Concurrently with the issuance of the 4.50% debentures due 2015, the Company entered into privately-negotiated convertible debenture hedge transactions (collectively, the "4.50% Bond Hedge") and warrant transactions (collectively, the "4.50% Warrants" and together with the 4.50% Bond Hedge, the “CSO2015”), with certain of the initial purchasers of the 4.50% debentures due 2015 or their affiliates. The CSO2015 transactions represent a call spread overlay with respect to the 4.50% debentures due 2015, whereby the cost of the 4.50% Bond Hedge purchased by the Company to cover the cash outlay upon conversion of the debentures is reduced by the sales prices of the 4.50% Warrants. Assuming full performance by the counterparties (and 4.50% Warrants strike prices above the conversion price of the 4.50% debentures due 2015), the transactions effectively reduce the Company's potential payout over the principal amount on the 4.50% debentures due 2015 upon conversion of the 4.50% debentures due 2015.
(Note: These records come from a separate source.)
//! Countdown timers for fire rate and spawn cadence
//!
//! Both count down by `dt` each tick. They differ in who rewinds them:
//! [`Cooldown`] stays ready until the caller calls `reset`, [`Interval`]
//! rewinds itself the tick it fires.

use serde::{Deserialize, Serialize};

/// Countdown that reports ready on every tick at or below zero
#[derive(Debug, Clone, Copy, Default, PartialEq, Serialize, Deserialize)]
pub struct Cooldown {
    remaining: f32,
}

impl Cooldown {
    /// A cooldown that is ready on its first tick
    pub fn ready() -> Self {
        Self::default()
    }

    /// Count down and report whether the guarded action is allowed
    pub fn tick(&mut self, dt: f32) -> bool {
        self.remaining -= dt;
        self.remaining <= 0.0
    }

    pub fn reset(&mut self, seconds: f32) {
        self.remaining = seconds;
    }

    pub fn remaining(&self) -> f32 {
        self.remaining
    }
}

/// Countdown that fires once and rewinds to `period`
#[derive(Debug, Clone, Copy, PartialEq, Serialize, Deserialize)]
pub struct Interval {
    remaining: f32,
    period: f32,
}

impl Interval {
    /// Fires on the first tick, then every `period` seconds
    pub fn new(period: f32) -> Self {
        Self {
            remaining: 0.0,
            period,
        }
    }

    pub fn tick(&mut self, dt: f32) -> bool {
        self.remaining -= dt;
        if self.remaining <= 0.0 {
            self.remaining = self.period;
            true
        } else {
            false
        }
    }

    pub fn remaining(&self) -> f32 {
        self.remaining
    }
}

#[cfg(test)]
mod tests {
    use super::*;

    #[test]
    fn test_cooldown_stays_ready_until_reset() {
        let mut cd = Cooldown::ready();
        assert!(cd.tick(0.1));
        assert!(cd.tick(0.1));
        cd.reset(0.3);
        assert_eq!(cd.remaining(), 0.3);
        assert!(!cd.tick(0.1));
        assert!(!cd.tick(0.1));
        assert!(cd.tick(0.1 + 1e-3));
        assert!(cd.tick(0.1));
    }

    #[test]
    fn test_interval_rewinds_itself() {
        let mut iv = Interval::new(1.0);
        assert_eq!(iv.remaining(), 0.0);
        assert!(iv.tick(0.25));
        assert_eq!(iv.remaining(), 1.0);
        assert!(!iv.tick(0.25));
        assert!(!iv.tick(0.25));
        assert!(!iv.tick(0.25));
        assert!(iv.tick(0.25));
        assert!(!iv.tick(0.25));
    }
}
Under the terms of the 4.50% Bond Hedge, the Company bought options to acquire, at an exercise price of $22.53 per share, subject to customary adjustments for anti-dilution and other events, cash in an amount equal to the market value of up to 11.1 million shares of the Company's common stock. Under the terms of the 4.50% Warrants, the Company sold warrants to acquire, at an exercise price of $24.00 per share, up to 11.1 million shares of the Company's common stock. Each 4.50% Bond Hedge and 4.50% Warrant transaction is a separate transaction, entered into by the Company with each counterparty, and is not part of the terms of the 4.50% debentures due 2015.

The 4.50% Bond Hedge, which is indexed to the Company's common stock, is a derivative instrument that requires mark-to-market accounting treatment due to the cash settlement features until such transactions settle or expire. The fair value of the 4.50% Bond Hedge is classified as "Other long-term assets" in the Company's Consolidated Balance Sheets.

During fiscal 2014, the Company recognized a non-cash gain of $58.5 million, in "Other, net" in the Company's Consolidated Statement of Operations related to the change in fair value of the 4.50% Bond Hedge. During fiscal 2013 and 2012, the Company recognized a non-cash gain of $108.1 million and a non-cash loss of $1.6 million, respectively, in "Other, net" in the Company's Consolidated Statement of Operations related to the change in fair value of the 4.50% Bond Hedge.

4.75% Debentures Due 2014

In May 2009, the Company issued $230.0 million in principal amount of its 4.75% senior convertible debentures ("4.75% debentures due 2014"). Interest on the 4.75% debentures due 2014 was payable semi-annually, beginning October 15, 2009. Holders of the 4.75% debentures due 2014 were able to exercise their right to convert the debentures at any time into shares of the Company's common stock at a conversion price equal to $26.40 per share, subject to adjustment upon certain events. In April 2014, the 4.75% debentures due 2014 matured. During April 2014, the Company issued approximately 7.1 million shares of its common stock to holders that exercised conversion rights prior to their maturity and paid holders an aggregate of $41.7 million in cash in connection with the settlement of the remaining 4.75% debentures. Subsequent to the maturity date, no 4.75% debentures remained outstanding.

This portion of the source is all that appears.